Qual è stata la reazione alla notizia? 

“Ci sono rimasto non male, peggio. Ho urlato. Non so neppure cosa sono i social network. Orgoglio ferito. Mi sono sentito un appestato. Avrei voluto reagire d’istinto”.

E sulle motivazioni di Sky? 

“Ho imparato a mettermi dalla parte degli altri, a ragionare con loro. C’è tanta gente che ha ogni diritto a sentirsi ferita dall’esibizione, per quanto non voluta, di quei tatuaggi. E un’azienda importante come Sky ha diritto a non vedersi associata a una simbologia che non condivide. Ma non era stata una mia scelta. E ancora oggi ne pago le conseguenze”. 

Ed ora?

“Non rinnego le mie idee. E la gente cambia. Io sono cambiato, non da ieri”.

E il 6 Gennaio 2005 cosa le ricorda?

“Il derby con la Roma. Il saluto romano sotto la curva Nord. È la cosa di cui mi più mi pento nella mia carriera. Quello è un ambito sportivo, è stupido fare un gesto politico che magari può essere condiviso da alcuni spettatori e amareggiarne molti altri. Non avrei mai dovuto farlo. Lo sport deve restare fuori da certe cose”. 

Lei è fascista?

“Preferirei evitare le etichette. Ho sempre spiegato come la penso, non è un mistero. Ma se mi chiede delle leggi razziali, dell’antisemitismo, dell’appoggio al nazismo, quelle sono cose che mi fanno ribrezzo. Ho creduto in una destra sociale, ho seguito le varie svolte da Fiuggi in poi. Non ho mai preso una tessera. Sono 17 anni che non voto”. 

Quando è nata l’idea del tatuaggio?

“Nel 2000, a Bologna. Giocavo in Inghilterra, ero convalescente da un infortunio. Per me Mussolini rappresentava un’idea di società con regole, vere, che tutti rispettano. L’amore e l’orgoglio patrio. Cose che vorrei per il mio Paese e non vedo neppure oggi”. 
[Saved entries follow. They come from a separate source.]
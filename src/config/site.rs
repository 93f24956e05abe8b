//! Site configuration (config.yml)

use indexmap::IndexMap;
use serde::Serialize;
use serde_yaml::Value;
use std::fs;
use std::io;
use std::path::{Path, PathBuf};

use crate::error::{Error, Result};

/// Keys the default templates know about. Any other key is passed through.
pub const KNOWN_KEYS: &[&str] = &[
    "github",
    "stackoverflow",
    "linkedin",
    "email",
    "resume",
    "profile_picture",
    "blog_title",
];

/// Where the site configuration comes from
#[derive(Debug, Clone, PartialEq, Eq)]
pub enum SiteSource {
    /// Load from a YAML key-value file
    File(PathBuf),
    /// Build without site configuration
    None,
}

/// Site-wide settings handed to every template as `info`
#[derive(Debug, Clone, Default, PartialEq, Eq, Serialize)]
#[serde(transparent)]
pub struct SiteInfo {
    entries: IndexMap<String, String>,
}

impl SiteInfo {
    /// Load configuration from a file
    pub fn load<P: AsRef<Path>>(path: P) -> Result<Self> {
        let path = path.as_ref();
        let content = fs::read_to_string(path).map_err(|e| match e.kind() {
            io::ErrorKind::NotFound => Error::ConfigNotFound(path.to_path_buf()),
            _ => Error::ConfigParse {
                path: path.to_path_buf(),
                reason: e.to_string(),
            },
        })?;

        let info = Self::parse(path, &content)?;
        tracing::debug!("Loaded {} site settings from {:?}", info.len(), path);

        let missing: Vec<_> = KNOWN_KEYS
            .iter()
            .filter(|key| !info.entries.contains_key(**key))
            .collect();
        if !missing.is_empty() {
            tracing::debug!("Site config has no value for {:?}", missing);
        }

        Ok(info)
    }

    /// Resolve a [`SiteSource`] into settings
    pub fn from_source(source: &SiteSource) -> Result<Self> {
        match source {
            SiteSource::File(path) => Self::load(path),
            SiteSource::None => Ok(Self::default()),
        }
    }

    /// Parse YAML content; `path` is only used for error messages
    pub fn parse(path: &Path, content: &str) -> Result<Self> {
        let parse_error = |reason: String| Error::ConfigParse {
            path: path.to_path_buf(),
            reason,
        };

        let document: Value =
            serde_yaml::from_str(content).map_err(|e| parse_error(e.to_string()))?;

        let mapping = match document {
            Value::Null => return Ok(Self::default()),
            Value::Mapping(mapping) => mapping,
            _ => return Err(parse_error("expected a mapping of key: value".to_string())),
        };

        let mut entries = IndexMap::with_capacity(mapping.len());
        for (key, value) in mapping {
            let key = scalar_to_string(&key)
                .ok_or_else(|| parse_error("keys must be plain scalars".to_string()))?;
            let value = scalar_to_string(&value)
                .ok_or_else(|| parse_error(format!("value for `{}` must be a scalar", key)))?;
            entries.insert(key, value);
        }

        Ok(Self { entries })
    }

    pub fn get(&self, key: &str) -> Option<&str> {
        self.entries.get(key).map(String::as_str)
    }

    pub fn insert(&mut self, key: impl Into<String>, value: impl Into<String>) {
        self.entries.insert(key.into(), value.into());
    }

    /// Title shown in page headers
    pub fn blog_title(&self) -> &str {
        self.get("blog_title").unwrap_or("Blog")
    }

    pub fn iter(&self) -> impl Iterator<Item = (&str, &str)> {
        self.entries.iter().map(|(k, v)| (k.as_str(), v.as_str()))
    }

    pub fn len(&self) -> usize {
        self.entries.len()
    }

    pub fn is_empty(&self) -> bool {
        self.entries.is_empty()
    }
}

fn scalar_to_string(value: &Value) -> Option<String> {
    match value {
        Value::String(s) => Some(s.clone()),
        Value::Number(n) => Some(n.to_string()),
        Value::Bool(b) => Some(b.to_string()),
        Value::Null => Some(String::new()),
        _ => None,
    }
}
//! List site content

use crate::content::DATE_FORMAT;
use crate::error::Result;
use crate::Blog;

/// Kind of content printed by `list`
#[derive(Debug, Clone, Copy, PartialEq, Eq)]
pub enum ListKind {
    Posts,
    Tags,
}

impl std::str::FromStr for ListKind {
    type Err = String;

    fn from_str(s: &str) -> std::result::Result<Self, Self::Err> {
        match s {
            "post" | "posts" => Ok(ListKind::Posts),
            "tag" | "tags" => Ok(ListKind::Tags),
            other => Err(format!("Unknown type: {}. Available: post, tag", other)),
        }
    }
}

/// Lines describing the site content, newest post first
pub fn lines(blog: &Blog, kind: ListKind) -> Result<Vec<String>> {
    let snapshot = blog.load_snapshot()?;
    let mut out = Vec::new();

    match kind {
        ListKind::Posts => {
            out.push(format!("Posts ({}):", snapshot.len()));
            for (source, post) in snapshot.posts() {
                out.push(format!(
                    "  {} - {} [{}]",
                    post.metadata.date.format(DATE_FORMAT),
                    post.metadata.title,
                    source
                ));
            }
        }
        ListKind::Tags => {
            out.push(format!("Tags ({}):", snapshot.tag_set().len()));
            let mut tags: Vec<_> = snapshot
                .tag_index()
                .iter()
                .map(|(tag, posts)| (tag, posts.len()))
                .collect();
            tags.sort_by(|a, b| b.1.cmp(&a.1));
            for (tag, count) in tags {
                out.push(format!("  {} ({})", tag, count));
            }
        }
    }

    Ok(out)
}

/// Print site content by kind
pub fn run(blog: &Blog, kind: ListKind) -> Result<()> {
    for line in lines(blog, kind)? {
        println!("{}", line);
    }
    Ok(())
}
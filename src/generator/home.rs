//! Home page

use std::collections::BTreeSet;
use std::path::Path;

use super::write_page;
use crate::config::SiteInfo;
use crate::content::PostMetadata;
use crate::error::Result;
use crate::templates::{TemplateEngine, TemplateId, Variables};

/// Output file of the home page
pub const INDEX_FILE: &str = "index.html";

/// Render `index.html` listing every post and the full tag set
pub fn render(
    engine: &dyn TemplateEngine,
    metadata: &[PostMetadata],
    tags: &BTreeSet<String>,
    site: &SiteInfo,
    out_dir: &Path,
) -> Result<usize> {
    let mut variables = Variables::new();
    variables.insert("posts".to_string(), serde_json::to_value(metadata)?);
    variables.insert("tags".to_string(), serde_json::to_value(tags)?);
    variables.insert("info".to_string(), serde_json::to_value(site)?);
    variables.insert("root".to_string(), "".into());

    let html = engine.render(TemplateId::Home, &variables)?;
    write_page(&out_dir.join(INDEX_FILE), &html)?;
    Ok(1)
}
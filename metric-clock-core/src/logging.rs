#[cfg(feature = "log")]
pub use log::{debug, error, info, trace, warn};

#[cfg(not(feature = "log"))]
pub use defmt::{debug, error, info, trace, warn};
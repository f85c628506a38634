use crate::logging::debug;

/// counts control loop iterations and logs how many happened each second
pub struct LoopStats {
    last_ms: u64,
    count: u64,
}

impl LoopStats {
    pub const fn new(now_ms: u64) -> Self {
        Self {
            last_ms: now_ms,
            count: 0,
        }
    }

    /// returns the loops per second when a second has passed
    pub fn tick(&mut self, now_ms: u64) -> Option<u64> {
        self.count += 1;

        let elapsed_ms = now_ms.saturating_sub(self.last_ms);

        if elapsed_ms < 1_000 {
            return None;
        }

        let loops_per_second = self.count * 1_000 / elapsed_ms;

        self.count = 0;
        self.last_ms = now_ms;

        debug!("loops per second: {}", loops_per_second);

        Some(loops_per_second)
    }
}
Come nascono le sue idee? 

“Ammiravo Giorgio Almirante e la sua capacità oratoria. Nel 1987, quando giocavo nelle giovanili della Lazio, cominciai a frequentare in curva il gruppo degli Irriducibili, che aveva preso una certa impronta politica”. 

Cosa spera con quest’intervista? 

“Spero che mi venga data una possibilità. Far capire chi sono davvero, pregi e difetti, comunque ormai lontano da quelle foto con il braccio teso. Penso per primi ai reduci dai campi di concentramento che una volta ho incontrato in Campidoglio. E poi ai giovani che portano avanti le loro idee. Devono esserne fieri, purché rispettino quelle degli altri”.